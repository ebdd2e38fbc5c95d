//! HTTP server configuration object.

use std::net::SocketAddr;

use actix_web::cookie::{Key, SameSite};
use weather_gateway::middleware::ThrottlePolicy;

/// Session, throttling and binding settings for the HTTP server.
pub struct ServerConfig {
    pub(crate) key: Key,
    pub(crate) cookie_secure: bool,
    pub(crate) same_site: SameSite,
    pub(crate) bind_addr: SocketAddr,
    pub(crate) throttle: ThrottlePolicy,
}

impl ServerConfig {
    #[must_use]
    pub fn new(key: Key, cookie_secure: bool, same_site: SameSite, bind_addr: SocketAddr) -> Self {
        Self {
            key,
            cookie_secure,
            same_site,
            bind_addr,
            throttle: ThrottlePolicy::default(),
        }
    }

    /// Replace the per-client request allowance.
    #[must_use]
    pub fn with_throttle(mut self, throttle: ThrottlePolicy) -> Self {
        self.throttle = throttle;
        self
    }

    #[must_use]
    pub fn bind_addr(&self) -> SocketAddr {
        self.bind_addr
    }
}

________________

WHAT THIS TASK INVOLVES: Set down the entries again exactly as they are.

RESULT OF THE EXERCISE:
repository ebdd2e38fbc5c95d
//! HTTP server configuration object.

use std::net::SocketAddr;

use actix_web::cookie::{Key, SameSite};
use weather_gateway::middleware::ThrottlePolicy;

/// Session, throttling and binding settings for the HTTP server.
pub struct ServerConfig {
    pub(crate) key: Key,
    pub(crate) cookie_secure: bool,
    pub(crate) same_site: SameSite,
    pub(crate) bind_addr: SocketAddr,
    pub(crate) throttle: ThrottlePolicy,
}

impl ServerConfig {
    #[must_use]
    pub fn new(key: Key, cookie_secure: bool, same_site: SameSite, bind_addr: SocketAddr) -> Self {
        Self {
            key,
            cookie_secure,
            same_site,
            bind_addr,
            throttle: ThrottlePolicy::default(),
        }
    }

    /// Replace the per-client request allowance.
    #[must_use]
    pub fn with_throttle(mut self, throttle: ThrottlePolicy) -> Self {
        self.throttle = throttle;
        self
    }

    #[must_use]
    pub fn bind_addr(&self) -> SocketAddr {
        self.bind_addr
    }
}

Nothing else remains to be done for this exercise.